This method internally calls the _extract_feats method to perform the feature extraction.

encode(speech: Tensor, speech_lengths: Tensor, text_prev: Tensor, text_prev_lengths: Tensor, prefix: Tensor, prefix_lengths: Tensor)

Encode input speech.

This method processes the input speech tensor and previous text tensor to generate encoded representations that can be utilized for further processing, such as training or inference in a speech-to-text model. The method applies various transformations, including feature extraction, data augmentation, and normalization.

• Parameters:
  • speech (torch.Tensor) – The input speech tensor of shape (Batch, Length, …).
  • speech_lengths (torch.Tensor) – A tensor containing the lengths of each input speech sample in the batch, of shape (Batch,).
  • text_prev (torch.Tensor) – The tensor representing the previous text tokens, of shape (Batch, Length).
  • text_prev_lengths (torch.Tensor) – A tensor containing the lengths of each previous text sample in the batch, of shape (Batch,).
  • prefix (torch.Tensor) – A tensor representing language and task tokens, of shape (Batch, Length=2).
  • prefix_lengths (torch.Tensor) – A tensor containing the lengths of each prefix in the batch, of shape (Batch,).
• Returns: A tuple containing: : - encoder_out (torch.Tensor): The encoded output from the encoder, : shape (Batch, Encoded_Length, Encoder_Output_Dim).
  • encoder_out_lens (torch.Tensor): A tensor containing the lengths of : the encoded outputs for each sample in the batch, of shape (Batch,).
• Return type: Tuple[torch.Tensor, torch.Tensor]

########### Examples

>>> model = ESPnetS2TCTCModel(...)
>>> speech = torch.randn(4, 16000)  # Example speech input
>>> speech_lengths = torch.tensor([16000, 16000, 16000, 16000])
>>> text_prev = torch.tensor([[1, 2, 3], [1, 2, -1], [1, 2, 3], [1, -1, -1]])
>>> text_prev_lengths = torch.tensor([3, 2, 3, 1])
>>> prefix = torch.tensor([[0, 1], [0, 1], [0, 1], [0, 1]])  # Example prefixes
>>> prefix_lengths = torch.tensor([2, 2, 2, 2])
>>> encoder_out, encoder_out_lens = model.encode(
...     speech, speech_lengths, text_prev, text_prev_lengths, prefix, prefix_lengths
... )
>>> print(encoder_out.shape, encoder_out_lens.shape)
torch.Size([4, Encoded_Length, Encoder_Output_Dim]) torch.Size([4])

NOTE

The input tensors should be properly padded and have consistent dimensions across the batch to ensure successful processing. The method assumes that the input lengths are provided and correctly reflect the actual lengths of the speech and text inputs.

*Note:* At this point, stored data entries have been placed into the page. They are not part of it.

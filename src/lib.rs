pub mod adapters;
pub mod config;
pub mod core;
pub mod domain;
pub mod utils;

#[cfg(feature = "cli")]
pub use config::cli::{CliConfig, Command};

pub use adapters::HttpProjectApi;
pub use config::ClientConfig;
pub use crate::core::{board::ProjectBoard, view::render};
pub use domain::model::{ProjectDraft, ProjectField, ProjectId, WebProject};
pub use domain::ports::ProjectApi;
pub use utils::error::{AppError, Result};
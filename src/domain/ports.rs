use crate::domain::model::{ProjectDraft, ProjectId, WebProject};
use crate::utils::error::Result;
use async_trait::async_trait;

/// The backing web projects API.
#[async_trait]
pub trait ProjectApi: Send + Sync {
    async fn list(&self) -> Result<Vec<WebProject>>;
    async fn create(&self, draft: &ProjectDraft) -> Result<WebProject>;
    async fn update(&self, id: &ProjectId, draft: &ProjectDraft) -> Result<WebProject>;
    async fn delete(&self, id: &ProjectId) -> Result<()>;
}
#[cfg(feature = "cli")]
pub mod cli;

use crate::utils::error::{AppError, Result};
use crate::utils::validation::{validate_positive_number, validate_url, Validate};
use serde::{Deserialize, Serialize};
use std::path::Path;

pub const DEFAULT_BASE_URL: &str = "http://localhost:3000";
pub const DEFAULT_API_PATH: &str = "/api";
pub const DEFAULT_TIMEOUT_SECONDS: u64 = 30;

/// Connection settings for the web projects API.
#[derive(Debug, Clone, PartialEq, Eq, Serialize, Deserialize)]
#[serde(default)]
pub struct ClientConfig {
    pub base_url: String,
    pub api_path: String,
    pub timeout_seconds: u64,
}

impl Default for ClientConfig {
    fn default() -> Self {
        Self {
            base_url: DEFAULT_BASE_URL.to_string(),
            api_path: DEFAULT_API_PATH.to_string(),
            timeout_seconds: DEFAULT_TIMEOUT_SECONDS,
        }
    }
}

/// Layout of the TOML configuration file:
///
/// ```toml
/// [api]
/// base_url = "http://localhost:3000"
/// api_path = "/api"
/// timeout_seconds = 30
/// ```
#[derive(Debug, Clone, Default, Serialize, Deserialize)]
pub struct ConfigFile {
    #[serde(default)]
    pub api: ClientConfig,
}

impl ClientConfig {
    pub fn new(base_url: impl Into<String>) -> Self {
        Self {
            base_url: base_url.into(),
            ..Self::default()
        }
    }

    /// Reads the `[api]` table from a TOML file; missing keys keep their defaults.
    pub fn from_file<P: AsRef<Path>>(path: P) -> Result<Self> {
        let content = std::fs::read_to_string(path)?;
        Self::from_toml_str(&content)
    }

    pub fn from_toml_str(content: &str) -> Result<Self> {
        let file: ConfigFile = toml::from_str(content)?;
        Ok(file.api)
    }

    /// Full URL of the collection endpoint, e.g. `http://localhost:3000/api`.
    pub fn collection_url(&self) -> String {
        format!(
            "{}{}",
            self.base_url.trim_end_matches('/'),
            self.api_path.trim_end_matches('/')
        )
    }

    pub fn item_url(&self, id: &impl std::fmt::Display) -> String {
        format!("{}/{}", self.collection_url(), id)
    }
}

impl Validate for ClientConfig {
    fn validate(&self) -> Result<()> {
        validate_url("base_url", &self.base_url)?;
        if !self.api_path.starts_with('/') {
            return Err(AppError::config(format!(
                "api_path must start with '/': {}",
                self.api_path
            )));
        }
        validate_positive_number("timeout_seconds", self.timeout_seconds, 1)?;
        Ok(())
    }
}

#[cfg(test)]
mod tests {
    use super::*;
    use std::io::Write;
    use tempfile::NamedTempFile;

    #[test]
    fn test_defaults() {
        let config = ClientConfig::default();
        assert_eq!(config.collection_url(), "http://localhost:3000/api");
        assert!(config.validate().is_ok());
    }

    #[test]
    fn test_urls_ignore_trailing_slashes() {
        let config = ClientConfig {
            base_url: "http://example.com/".to_string(),
            api_path: "/api/".to_string(),
            timeout_seconds: 5,
        };
        assert_eq!(config.collection_url(), "http://example.com/api");
        assert_eq!(config.item_url(&42), "http://example.com/api/42");
    }

    #[test]
    fn test_partial_toml_keeps_defaults() {
        let config = ClientConfig::from_toml_str(
            r#"
[api]
base_url = "https://projects.example.com"
"#,
        )
        .unwrap();
        assert_eq!(config.base_url, "https://projects.example.com");
        assert_eq!(config.api_path, DEFAULT_API_PATH);
        assert_eq!(config.timeout_seconds, DEFAULT_TIMEOUT_SECONDS);
    }

    #[test]
    fn test_from_file() {
        let mut file = NamedTempFile::new().unwrap();
        writeln!(
            file,
            "[api]\nbase_url = \"http://127.0.0.1:8080\"\napi_path = \"/v1/projects\"\ntimeout_seconds = 3"
        )
        .unwrap();

        let config = ClientConfig::from_file(file.path()).unwrap();
        assert_eq!(config.collection_url(), "http://127.0.0.1:8080/v1/projects");
        assert_eq!(config.timeout_seconds, 3);
    }

    #[test]
    fn test_invalid_values_are_rejected() {
        assert!(ClientConfig::from_toml_str("[api]\ntimeout_seconds = \"soon\"").is_err());

        let mut config = ClientConfig::default();
        config.api_path = "api".to_string();
        assert!(config.validate().is_err());

        let mut config = ClientConfig::default();
        config.timeout_seconds = 0;
        assert!(config.validate().is_err());

        assert!(ClientConfig::new("localhost:3000").validate().is_err());
    }
}
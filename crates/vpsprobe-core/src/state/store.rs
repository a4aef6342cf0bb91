//! In-memory counter store and the reconciliation algorithm.

use std::path::Path;
use std::sync::{Mutex, MutexGuard};

use serde::{Deserialize, Serialize};
use tracing::{debug, warn};

use crate::state::file::{StateError, read_state_file, write_state_file};

/// Persisted bandwidth counters.
///
/// `boot_time == 0` means "never observed"; the first reconciliation always
/// rebases.
#[derive(Debug, Clone, Copy, Default, PartialEq, Eq, Serialize, Deserialize)]
#[serde(default, rename_all = "camelCase")]
pub struct CounterState {
    pub boot_time: u64,
    pub last_rx_bytes: u64,
    pub last_tx_bytes: u64,
    pub total_rx_bytes: u64,
    pub total_tx_bytes: u64,
}

/// Immutable copy of the counters, taken before a reconciliation so the
/// cycle can be undone.
#[derive(Debug, Clone, Copy, PartialEq, Eq)]
pub struct StateSnapshot {
    state: CounterState,
}

impl StateSnapshot {
    pub fn state(&self) -> CounterState {
        self.state
    }
}

/// Why a reconciliation rebased instead of computing a delta.
#[derive(Debug, Clone, Copy, PartialEq, Eq)]
pub enum ResetReason {
    /// No prior observation, or the host boot time changed.
    Reboot,
    /// A raw counter went backwards without a reboot (interface re-created,
    /// driver reload, 32-bit wrap).
    CounterDecrease,
}

impl std::fmt::Display for ResetReason {
    fn fmt(&self, f: &mut std::fmt::Formatter<'_>) -> std::fmt::Result {
        match self {
            ResetReason::Reboot => write!(f, "reboot"),
            ResetReason::CounterDecrease => write!(f, "counter decrease"),
        }
    }
}

/// Output of one reconciliation.
#[derive(Debug, Clone, Copy, PartialEq, Eq)]
pub struct Reconciliation {
    pub delta_rx: u64,
    pub delta_tx: u64,
    pub total_rx: u64,
    pub total_tx: u64,
    /// `Some` when the baseline was reset and the deltas are zero.
    pub reset: Option<ResetReason>,
}

impl Reconciliation {
    pub fn reset_detected(&self) -> bool {
        self.reset.is_some()
    }
}

/// Mutex-guarded `CounterState`.
///
/// `snapshot`, `restore`, `reconcile`, `state` and `save` each hold the one
/// lock for their whole duration, so they never interleave.
#[derive(Debug, Default)]
pub struct CounterStore {
    inner: Mutex<CounterState>,
}

impl CounterStore {
    pub fn new(state: CounterState) -> Self {
        Self {
            inner: Mutex::new(state),
        }
    }

    /// Loads the store from `path`, falling back to a zeroed state.
    ///
    /// A missing or empty file is the normal first-run case. An unreadable or
    /// malformed file is logged and discarded: totals restart from zero
    /// rather than keeping the agent down.
    pub fn load(path: &Path) -> Self {
        match Self::try_load(path) {
            Ok(store) => store,
            Err(e) => {
                warn!(path = %path.display(), error = %e, "discarding unreadable state file");
                Self::default()
            }
        }
    }

    /// Like [`CounterStore::load`] but surfaces read and decode errors.
    /// A missing or empty file still yields a zeroed store.
    pub fn try_load(path: &Path) -> Result<Self, StateError> {
        match read_state_file(path)? {
            Some(state) => {
                debug!(path = %path.display(), ?state, "state loaded");
                Ok(Self::new(state))
            }
            None => {
                debug!(path = %path.display(), "no prior state, starting from zero");
                Ok(Self::default())
            }
        }
    }

    /// Atomically writes the current counters to `path`.
    pub fn save(&self, path: &Path) -> Result<(), StateError> {
        let guard = self.lock();
        write_state_file(path, &guard)
    }

    /// Returns a copy of the current counters.
    pub fn state(&self) -> CounterState {
        *self.lock()
    }

    /// Takes an undo point.
    pub fn snapshot(&self) -> StateSnapshot {
        StateSnapshot { state: *self.lock() }
    }

    /// Overwrites the counters with an undo point taken earlier.
    pub fn restore(&self, snapshot: StateSnapshot) {
        *self.lock() = snapshot.state;
    }

    /// Folds a new raw observation into the counters.
    ///
    /// A changed boot time or any counter going backwards rebases the
    /// baseline with a zero delta; bytes moved inside the reset window are
    /// dropped rather than risking a bogus huge delta.
    pub fn reconcile(&self, boot_time: u64, rx_bytes: u64, tx_bytes: u64) -> Reconciliation {
        let mut st = self.lock();

        let reset = if st.boot_time == 0 || st.boot_time != boot_time {
            Some(ResetReason::Reboot)
        } else if rx_bytes < st.last_rx_bytes || tx_bytes < st.last_tx_bytes {
            Some(ResetReason::CounterDecrease)
        } else {
            None
        };

        if let Some(reason) = reset {
            st.boot_time = boot_time;
            st.last_rx_bytes = rx_bytes;
            st.last_tx_bytes = tx_bytes;
            return Reconciliation {
                delta_rx: 0,
                delta_tx: 0,
                total_rx: st.total_rx_bytes,
                total_tx: st.total_tx_bytes,
                reset: Some(reason),
            };
        }

        let delta_rx = rx_bytes - st.last_rx_bytes;
        let delta_tx = tx_bytes - st.last_tx_bytes;
        st.total_rx_bytes = st.total_rx_bytes.saturating_add(delta_rx);
        st.total_tx_bytes = st.total_tx_bytes.saturating_add(delta_tx);
        st.last_rx_bytes = rx_bytes;
        st.last_tx_bytes = tx_bytes;

        Reconciliation {
            delta_rx,
            delta_tx,
            total_rx: st.total_rx_bytes,
            total_tx: st.total_tx_bytes,
            reset: None,
        }
    }

    // Counters are plain integers, so a panic elsewhere cannot leave them
    // half-written.
    fn lock(&self) -> MutexGuard<'_, CounterState> {
        self.inner.lock().unwrap_or_else(|poisoned| poisoned.into_inner())
    }
}
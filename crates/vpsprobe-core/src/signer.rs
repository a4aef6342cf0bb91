//! HMAC-SHA256 request signatures.
//!
//! The signed message is `timestamp || '\n' || body`, where `timestamp` is
//! the decimal Unix time sent in `X-Probe-Timestamp`. The tag travels
//! lowercase-hex encoded in `X-Probe-Signature`. Replay-window checks belong
//! to the collector.

use hmac::{Hmac, Mac};
use sha2::Sha256;

type HmacSha256 = Hmac<Sha256>;

fn keyed(secret: &[u8], timestamp: &str, body: &[u8]) -> HmacSha256 {
    let mut mac = HmacSha256::new_from_slice(secret).expect("HMAC takes keys of any size");
    mac.update(timestamp.as_bytes());
    mac.update(b"\n");
    mac.update(body);
    mac
}

/// Computes the lowercase-hex signature of a report.
pub fn sign(secret: &[u8], timestamp: &str, body: &[u8]) -> String {
    hex::encode(keyed(secret, timestamp, body).finalize().into_bytes())
}

/// Checks a signature the way the collector does.
///
/// The timestamp must be 1-20 ASCII digits. The signature may carry
/// surrounding whitespace, a `0x` prefix and either letter case, but must be
/// exactly 64 hex digits. The comparison is constant time. An empty secret
/// never verifies.
pub fn verify(secret: &[u8], timestamp: &str, body: &[u8], signature: &str) -> bool {
    if secret.is_empty() {
        return false;
    }
    let Some(timestamp) = normalize_timestamp(timestamp) else {
        return false;
    };
    let Some(tag) = decode_signature(signature) else {
        return false;
    };
    keyed(secret, timestamp, body).verify_slice(&tag).is_ok()
}

fn normalize_timestamp(raw: &str) -> Option<&str> {
    let ts = raw.trim();
    let valid = (1..=20).contains(&ts.len()) && ts.bytes().all(|b| b.is_ascii_digit());
    valid.then_some(ts)
}

fn decode_signature(raw: &str) -> Option<Vec<u8>> {
    let trimmed = raw.trim();
    let hex_part = trimmed
        .strip_prefix("0x")
        .or_else(|| trimmed.strip_prefix("0X"))
        .unwrap_or(trimmed);
    if hex_part.len() != 64 {
        return None;
    }
    hex::decode(hex_part).ok()
}

#[cfg(test)]
mod tests {
    use super::*;

    const SECRET: &[u8] = b"s3cr3t";
    const BODY: &[u8] = br#"{"nodeId":"n1"}"#;

    #[test]
    fn test_sign_covers_timestamp_newline_body() {
        let mut mac = HmacSha256::new_from_slice(b"Jefe").unwrap();
        mac.update(b"what do ya want\nfor nothing?");
        let expected = hex::encode(mac.finalize().into_bytes());

        assert_eq!(sign(b"Jefe", "what do ya want", b"for nothing?"), expected);
    }

    #[test]
    fn test_deterministic_lowercase_hex() {
        let a = sign(SECRET, "1700000000", BODY);
        let b = sign(SECRET, "1700000000", BODY);
        assert_eq!(a, b);
        assert_eq!(a.len(), 64);
        assert!(a.chars().all(|c| c.is_ascii_digit() || ('a'..='f').contains(&c)));
    }

    #[test]
    fn test_single_byte_changes_alter_signature() {
        let base = sign(SECRET, "1700000000", BODY);

        let mut body = BODY.to_vec();
        body[3] ^= 0x01;
        assert_ne!(sign(SECRET, "1700000000", &body), base);
        assert_ne!(sign(SECRET, "1700000001", BODY), base);
        assert_ne!(sign(b"s3cr3u", "1700000000", BODY), base);
    }

    #[test]
    fn test_newline_separator_is_part_of_message() {
        // Moving bytes across the separator must not collide.
        assert_ne!(sign(SECRET, "17", b"00"), sign(SECRET, "1700", b""));
    }

    #[test]
    fn test_verify_accepts_own_signature() {
        let sig = sign(SECRET, "1700000000", BODY);
        assert!(verify(SECRET, "1700000000", BODY, &sig));
        assert!(verify(SECRET, " 1700000000 ", BODY, &format!("  0x{}  ", sig)));
        assert!(verify(SECRET, "1700000000", BODY, &sig.to_uppercase()));
    }

    #[test]
    fn test_verify_rejects_tampering() {
        let sig = sign(SECRET, "1700000000", BODY);
        assert!(!verify(SECRET, "1700000001", BODY, &sig));
        assert!(!verify(SECRET, "1700000000", b"{}", &sig));
        assert!(!verify(b"other", "1700000000", BODY, &sig));
        assert!(!verify(b"", "1700000000", BODY, &sig));
    }

    #[test]
    fn test_verify_rejects_malformed_inputs() {
        let sig = sign(SECRET, "1700000000", BODY);
        assert!(!verify(SECRET, "", BODY, &sig));
        assert!(!verify(SECRET, "17e8", BODY, &sig));
        assert!(!verify(SECRET, "123456789012345678901", BODY, &sig));
        assert!(!verify(SECRET, "1700000000", BODY, &sig[..62]));
        assert!(!verify(SECRET, "1700000000", BODY, &format!("{}zz", &sig[..62])));
        assert!(!verify(SECRET, "1700000000", BODY, ""));
    }
}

• Raises:AssertionError – If the input lengths do not match the expected dimensions.

forward(speech: Tensor, speech_lengths: Tensor, text: Tensor, text_lengths: Tensor, text_prev: Tensor, text_prev_lengths: Tensor, text_ctc: Tensor, text_ctc_lengths: Tensor, prefix: Tensor, prefix_lengths: Tensor, **kwargs) → Tuple[Tensor, Dict[str, Tensor], Tensor]

Perform the forward pass through the model, combining the frontend, encoder, and loss calculation.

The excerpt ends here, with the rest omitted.